An example will show how this results in foregone revenues. Take Winston
Reds, king size, a popular cigarette brand. Its 1996 ANRP in Annex D is
listed as P5.55 per pack. That puts it in the medium-low category, requiring
a specific tax of P5 per pack. (Note: But since, under the ad valorem system,
it was already paying P5.85 per pack, per the NIRC, it must continue to pay
the P5.85, the principle being that the shift from ad valorem to specific taxes
should not result in a lower tax bill for the cigarette manufacturers.) By
August 2004, the ANRP for Winston had gone up to P16.88, more than
three times its 1996 value. Without that poison pill provision freezing the
classifications, Winston should have been reclassified into the high-price
category (those with ANRP over P10), and therefore should be paying
P13.44 per pack in specific taxes: P12 original, plus another 12 percent as of
Jan. 1, 2000.

However, the poison pill provision ensures that Winston will keep paying
only P5.85 per pack (the recent Court of Appeals decision actually brings
that further down to P5.60). Simple arithmetic: the difference between the
existing tax rate and the tax rate after reclassification (P7.59), multiplied by
the "removals" (503.219 million packs in 2003), shows that the government
lost a little over P3.8 billion in foregone revenues from Winston alone. That
amount (from Winston alone) is larger than the estimated increase in
revenue from increasing excise taxes by 20 percent.

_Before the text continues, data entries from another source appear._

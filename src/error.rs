// src/error.rs

//! Unified error handling for the harvester.
//!
//! Two layers:
//! - [`FetchError`]: outcome taxonomy of a single logical upstream request.
//!   Callers match on variants (`NotFound` as "no data", `Cancelled`
//!   as fatal) instead of on messages.
//! - [`AppError`]: everything that can abort a flow or the CLI.

use std::fmt;

use thiserror::Error;

/// Result type alias for harvester operations.
pub type Result<T> = std::result::Result<T, AppError>;

/// Failure of one logical request issued through the request engine.
#[derive(Error, Debug, Clone, PartialEq)]
pub enum FetchError {
    /// Network failure or timeout that persisted through every attempt.
    #[error("transport failure after {attempts} attempt(s): {message}")]
    Transport { attempts: u32, message: String },

    /// Body could not be parsed as JSON. Never retried.
    #[error("malformed response: {message}")]
    MalformedResponse { message: String },

    /// Upstream kept throttling until the attempt budget ran out.
    #[error("rate limited after {attempts} attempt(s)")]
    RateLimited { attempts: u32 },

    /// Upstream answered with an unrecognized business code.
    #[error("upstream error {code}: {message}")]
    Upstream { code: String, message: String },

    /// Non-success HTTP status that is not worth retrying.
    #[error("HTTP status {0}")]
    Status(u16),

    /// The resource does not exist (HTTP 404).
    #[error("resource not found")]
    NotFound,

    /// The run was cancelled while the request was in flight.
    #[error("request cancelled")]
    Cancelled,
}

impl FetchError {
    /// Short stable label used in logs and run summaries.
    pub fn kind(&self) -> &'static str {
        match self {
            Self::Transport { .. } => "transport",
            Self::MalformedResponse { .. } => "malformed_response",
            Self::RateLimited { .. } => "rate_limited",
            Self::Upstream { .. } => "upstream_error",
            Self::Status(_) => "http_status",
            Self::NotFound => "not_found",
            Self::Cancelled => "cancelled",
        }
    }
}

/// Unified application error type.
#[derive(Error, Debug)]
pub enum AppError {
    /// I/O operation failed
    #[error("I/O error: {0}")]
    Io(#[from] std::io::Error),

    /// HTTP client construction or request failed
    #[error("HTTP error: {0}")]
    Http(#[from] reqwest::Error),

    /// JSON serialization/deserialization failed
    #[error("JSON error: {0}")]
    Json(#[from] serde_json::Error),

    /// TOML parsing failed
    #[error("TOML parse error: {0}")]
    Toml(#[from] toml::de::Error),

    /// URL parsing failed
    #[error("URL parse error: {0}")]
    Url(#[from] url::ParseError),

    /// Upstream request failed
    #[error("Fetch error: {0}")]
    Fetch(#[from] FetchError),

    /// Configuration error
    #[error("Configuration error: {0}")]
    Config(String),

    /// Data validation error
    #[error("Validation error: {0}")]
    Validation(String),

    /// A harvest stage finished but could not complete its sweep
    #[error("Stage {stage} failed: {message}")]
    Stage { stage: String, message: String },
}

impl AppError {
    /// Create a configuration error.
    pub fn config(message: impl Into<String>) -> Self {
        Self::Config(message.into())
    }

    /// Create a validation error.
    pub fn validation(message: impl Into<String>) -> Self {
        Self::Validation(message.into())
    }

    /// Create a stage error with context.
    pub fn stage(stage: impl Into<String>, message: impl fmt::Display) -> Self {
        Self::Stage {
            stage: stage.into(),
            message: message.to_string(),
        }
    }
}
//! Utility functions and helpers.

pub mod http;

/// Join a base URL and a relative path with exactly one `/` between them.
pub fn join_url(base: &str, path: &str) -> String {
    format!(
        "{}/{}",
        base.trim_end_matches('/'),
        path.trim_start_matches('/')
    )
}

#[cfg(test)]
mod tests {
    use super::*;

    #[test]
    fn test_join_url() {
        assert_eq!(
            join_url("https://static.example/www/2.0", "school/31/info.json"),
            "https://static.example/www/2.0/school/31/info.json"
        );
        assert_eq!(
            join_url("https://static.example/www/2.0/", "/school/31/info.json"),
            "https://static.example/www/2.0/school/31/info.json"
        );
    }
}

If you make the same calculation for all the other brands, the total in
foregone revenues is P22 billion, more than 60 percent of which would
come from Fortune Tobacco brands, which means that they have been the
biggest beneficiaries of that poison pill. Why am I not surprised?

If removing that poison pill, or allowing the long overdue reclassification of


cigarette brands, results in cutting cigarette sales by one-half, think of the
health benefits. And P11 billion is nothing to sneeze at. Hitting two birds
with one stone....

The idea is not mine. It comes from the professionals at the Bureau of
Internal Revenue and the DOF, who are ever conscious of the need to raise
revenues. But they are only reiterating what was in the Senate version
(authored by Sen. Juan Ponce Enrile) of the bill in 1997, before the bicam
mangled it with the poison pill insertion.

The current ANRPs of all these brands are easy to determine and their
reclassification could be accomplished by a clerk. So one wonders why
Congress, faced with an eight-year-old list of net retail prices that form part
of Annex D, still refuses to reclassify and revise that list. (The one who
could enlighten us on the matter would likely be Rep. Exequiel Javier; he
allegedly introduced the poison pill provision.)

If the President can swing that revision, then her pronouncement that we are
well on the way to putting the fiscal crisis behind us will be more credible.